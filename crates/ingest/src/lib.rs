//! # ingest
//!
//! The single-writer ingest pipeline: each inbound point is validated,
//! classified against the sliding window, persisted when anomalous, and
//! fanned out to the raw and anomaly streams.

mod error;
mod pipeline;

pub use error::{IngestError, Result};
pub use pipeline::{IngestPipeline, Ingested};
//! Streaming Detection API
//!
//! Configuration types and builders for the detection pipeline.

use serde::{Deserialize, Serialize};

// Re-export SPI types
pub use detection_spi::{
    AnomalyRecord, DataPoint, DetectError, Result, Verdict, WindowSnapshot,
};

/// Detector configuration, fixed for the pipeline's lifetime.
#[derive(Debug, Clone, Serialize, Deserialize)]
pub struct DetectorConfig {
    /// Number of recent values the sliding window holds (>= 2).
    pub window_size: usize,
    /// Multiplier of the standard deviation above the mean that flags a
    /// point (> 0).
    pub threshold_multiplier: f64,
}

impl Default for DetectorConfig {
    fn default() -> Self {
        Self {
            window_size: 20,
            threshold_multiplier: 2.0,
        }
    }
}

impl DetectorConfig {
    /// Create a validated configuration.
    pub fn new(window_size: usize, threshold_multiplier: f64) -> Result<Self> {
        let config = Self {
            window_size,
            threshold_multiplier,
        };
        config.validate()?;
        Ok(config)
    }

    /// Check the configuration invariants.
    pub fn validate(&self) -> Result<()> {
        if self.window_size < 2 {
            return Err(DetectError::invalid("window_size", "must be at least 2"));
        }
        if !self.threshold_multiplier.is_finite() || self.threshold_multiplier <= 0.0 {
            return Err(DetectError::invalid(
                "threshold_multiplier",
                "must be a positive finite number",
            ));
        }
        Ok(())
    }
}

/// Builder for [`DetectorConfig`].
#[derive(Debug, Default)]
pub struct DetectorConfigBuilder {
    window_size: Option<usize>,
    threshold_multiplier: Option<f64>,
}

impl DetectorConfigBuilder {
    /// Create a new builder.
    pub fn new() -> Self {
        Self::default()
    }

    /// Set the window size.
    pub fn window_size(mut self, window_size: usize) -> Self {
        self.window_size = Some(window_size);
        self
    }

    /// Set the threshold multiplier.
    pub fn threshold_multiplier(mut self, multiplier: f64) -> Self {
        self.threshold_multiplier = Some(multiplier);
        self
    }

    /// Build the configuration, falling back to defaults for unset fields.
    pub fn build(self) -> Result<DetectorConfig> {
        let defaults = DetectorConfig::default();
        DetectorConfig::new(
            self.window_size.unwrap_or(defaults.window_size),
            self.threshold_multiplier
                .unwrap_or(defaults.threshold_multiplier),
        )
    }
}

#[cfg(test)]
mod tests {
    use super::*;

    #[test]
    fn test_default_config() {
        let config = DetectorConfig::default();
        assert_eq!(config.window_size, 20);
        assert_eq!(config.threshold_multiplier, 2.0);
        assert!(config.validate().is_ok());
    }

    #[test]
    fn test_new_valid() {
        let config = DetectorConfig::new(10, 1.5).unwrap();
        assert_eq!(config.window_size, 10);
        assert_eq!(config.threshold_multiplier, 1.5);
    }

    #[test]
    fn test_window_size_too_small() {
        assert!(DetectorConfig::new(0, 2.0).is_err());
        assert!(DetectorConfig::new(1, 2.0).is_err());
        assert!(DetectorConfig::new(2, 2.0).is_ok());
    }

    #[test]
    fn test_multiplier_must_be_positive() {
        assert!(DetectorConfig::new(10, 0.0).is_err());
        assert!(DetectorConfig::new(10, -1.0).is_err());
        assert!(DetectorConfig::new(10, f64::NAN).is_err());
        assert!(DetectorConfig::new(10, f64::INFINITY).is_err());
    }

    #[test]
    fn test_builder_defaults() {
        let config = DetectorConfigBuilder::new().build().unwrap();
        assert_eq!(config.window_size, 20);
        assert_eq!(config.threshold_multiplier, 2.0);
    }

    #[test]
    fn test_builder_overrides() {
        let config = DetectorConfigBuilder::new()
            .window_size(3)
            .threshold_multiplier(1.5)
            .build()
            .unwrap();
        assert_eq!(config.window_size, 3);
        assert_eq!(config.threshold_multiplier, 1.5);
    }

    #[test]
    fn test_builder_rejects_invalid() {
        assert!(DetectorConfigBuilder::new().window_size(1).build().is_err());
        assert!(DetectorConfigBuilder::new()
            .threshold_multiplier(-2.0)
            .build()
            .is_err());
    }
}
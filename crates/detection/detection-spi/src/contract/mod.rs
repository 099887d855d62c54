//! Contract definitions for streaming detection.
//!
//! This module contains trait definitions that providers must implement.

mod detector;

pub use detector::{PointClassifier, StreamingStats};
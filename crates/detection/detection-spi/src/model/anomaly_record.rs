//! Persisted anomaly record.

use serde::{Deserialize, Serialize};

use super::{DataPoint, WindowSnapshot};

/// One detected anomaly, as written to the durable log and published on
/// the anomaly channel.
///
/// `timestamp` is always the original event time of the triggering data
/// point, never the time of detection or persistence.
#[derive(Debug, Clone, Copy, PartialEq, Serialize, Deserialize)]
pub struct AnomalyRecord {
    /// The anomalous value.
    pub value: f64,
    /// Event time of the triggering point, Unix seconds.
    pub timestamp: f64,
    /// Window mean at classification time (post-insertion).
    pub mean: f64,
    /// Window population standard deviation at classification time.
    pub std_dev: f64,
}

impl AnomalyRecord {
    /// Build a record from the triggering point and the window snapshot it
    /// was classified against.
    pub fn from_observation(point: &DataPoint, snapshot: &WindowSnapshot) -> Self {
        Self {
            value: point.value,
            timestamp: point.timestamp,
            mean: snapshot.mean,
            std_dev: snapshot.std_dev,
        }
    }
}
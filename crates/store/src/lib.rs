//! # store
//!
//! Append-only durable log for detected anomalies.
//!
//! One `AnomalyRecord` per line as JSON, UTF-8, append-only. The format is
//! self-describing: any process can replay or tail the file without the
//! owning process running.

mod anomaly_log;
mod error;

pub use anomaly_log::{AnomalyLog, Tail};
pub use error::{Result, StoreError};
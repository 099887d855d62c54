//! Anomaly log error types.

use thiserror::Error;

/// Anomaly log errors.
#[derive(Debug, Error)]
pub enum StoreError {
    /// Log file could not be opened or prepared
    #[error("Failed to open anomaly log: {0}")]
    Open(#[source] std::io::Error),

    /// Append did not reach the disk; the record was dropped from storage
    #[error("Append failed: {0}")]
    Append(#[source] std::io::Error),

    /// Log file could not be read
    #[error("Read failed: {0}")]
    Read(#[source] std::io::Error),

    /// Record could not be serialized
    #[error("Encode failed: {0}")]
    Encode(#[source] serde_json::Error),
}

/// Result type for anomaly log operations.
pub type Result<T> = std::result::Result<T, StoreError>;
//! Core schedule engine: walks the loan month by month through the grace and
//! amortizing phases, emitting the period table and the client cash-flow
//! vector, then solves for the monthly IRR and the TCEA.

use crate::loan::{LoanTerms, TermsError};
use crate::rates;

use super::cashflows::{PeriodRow, SimulationResult};
use super::irr::{self, DEFAULT_IRR_GUESS};
use super::state::{SchedulePhase, ScheduleState};

/// Constant French installment for a balance `principal` amortized over
/// `periods` months at monthly rate `i`: P·i·(1+i)^n / ((1+i)^n − 1),
/// or P/n when i = 0.
pub fn french_installment(principal: f64, i: f64, periods: u32) -> f64 {
    if periods == 0 {
        return 0.0;
    }
    if i <= 0.0 {
        return principal / periods as f64;
    }
    let factor = (1.0 + i).powi(periods as i32);
    principal * i * factor / (factor - 1.0)
}

/// Builds the payment schedule for one set of loan terms.
///
/// The builder holds no state between runs; `simulate` is a pure function of
/// its input, so concurrent callers need no coordination.
pub struct ScheduleBuilder<'a> {
    terms: &'a LoanTerms,
    periodic_rate: f64,
    state: ScheduleState,
    rows: Vec<PeriodRow>,
    cashflows: Vec<f64>,
}
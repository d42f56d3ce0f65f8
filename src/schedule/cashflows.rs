//! Schedule output structures: the period table and the simulation result

use serde::{Deserialize, Serialize};

/// A single row of the payment schedule, one per month
#[derive(Debug, Clone, Serialize, Deserialize)]
pub struct PeriodRow {
    /// Month index, 1..term
    pub month: u32,

    /// Constant French installment (0 during grace months)
    pub base_installment: f64,

    /// Interest accrued on the period-start balance
    pub interest: f64,

    /// Principal repaid this period
    pub amortization: f64,

    /// Desgravamen premium charged this period
    pub insurance: f64,

    /// ITF charged on the installment
    pub tax: f64,

    /// base_installment + insurance + tax
    pub total_installment: f64,

    /// Outstanding balance after this period
    pub ending_balance: f64,
}

impl PeriodRow {
    /// Create a row with all amounts zeroed
    pub fn new(month: u32) -> Self {
        Self {
            month,
            base_installment: 0.0,
            interest: 0.0,
            amortization: 0.0,
            insurance: 0.0,
            tax: 0.0,
            total_installment: 0.0,
            ending_balance: 0.0,
        }
    }
}

/// Complete result of one simulation run
///
/// Computed once per parameter set and never mutated; a new parameter set
/// yields a wholly new result.
#[derive(Debug, Clone, Serialize, Deserialize)]
pub struct SimulationResult {
    /// Monthly schedule rows, 1..term
    pub rows: Vec<PeriodRow>,

    /// Client cash-flow vector: index 0 is the net disbursement (positive),
    /// indices 1..term are the negated total installments
    pub cashflows: Vec<f64>,

    /// Amount the borrower received at disbursement
    pub net_disbursement: f64,

    /// Balance the schedule started from (principal plus financed costs)
    pub financed_principal: f64,

    /// Constant post-grace installment
    pub constant_installment: f64,

    pub total_interest: f64,
    pub total_insurance: f64,
    pub total_tax: f64,

    /// Monthly IRR of the client flow; None when no solution exists
    pub monthly_irr: Option<f64>,

    /// Effective annual cost rate; None exactly when `monthly_irr` is None
    pub tcea: Option<f64>,

    /// NPV of the client flow discounted at the contract's monthly rate
    pub npv_at_contract_rate: f64,
}

impl SimulationResult {
    /// Total of everything the borrower pays over the life of the loan
    pub fn total_paid(&self) -> f64 {
        self.rows.iter().map(|r| r.total_installment).sum()
    }

    /// Get summary statistics
    pub fn summary(&self) -> SimulationSummary {
        SimulationSummary {
            months: self.rows.len() as u32,
            net_disbursement: self.net_disbursement,
            constant_installment: self.constant_installment,
            total_interest: self.total_interest,
            total_insurance: self.total_insurance,
            total_tax: self.total_tax,
            total_paid: self.total_paid(),
            monthly_irr: self.monthly_irr,
            tcea: self.tcea,
        }
    }
}

/// Summary statistics for a simulation
#[derive(Debug, Clone, Serialize, Deserialize)]
pub struct SimulationSummary {
    pub months: u32,
    pub net_disbursement: f64,
    pub constant_installment: f64,
    pub total_interest: f64,
    pub total_insurance: f64,
    pub total_tax: f64,
    pub total_paid: f64,
    pub monthly_irr: Option<f64>,
    pub tcea: Option<f64>,
}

* * *

[INSTRUCTIONS FOR THE TASK]
Scan the lines above, and whenever one holds the string "durable", copy it.

[RESPONSE]
/// One detected anomaly, as written to the durable log and published on
//! Append-only durable log for detected anomalies.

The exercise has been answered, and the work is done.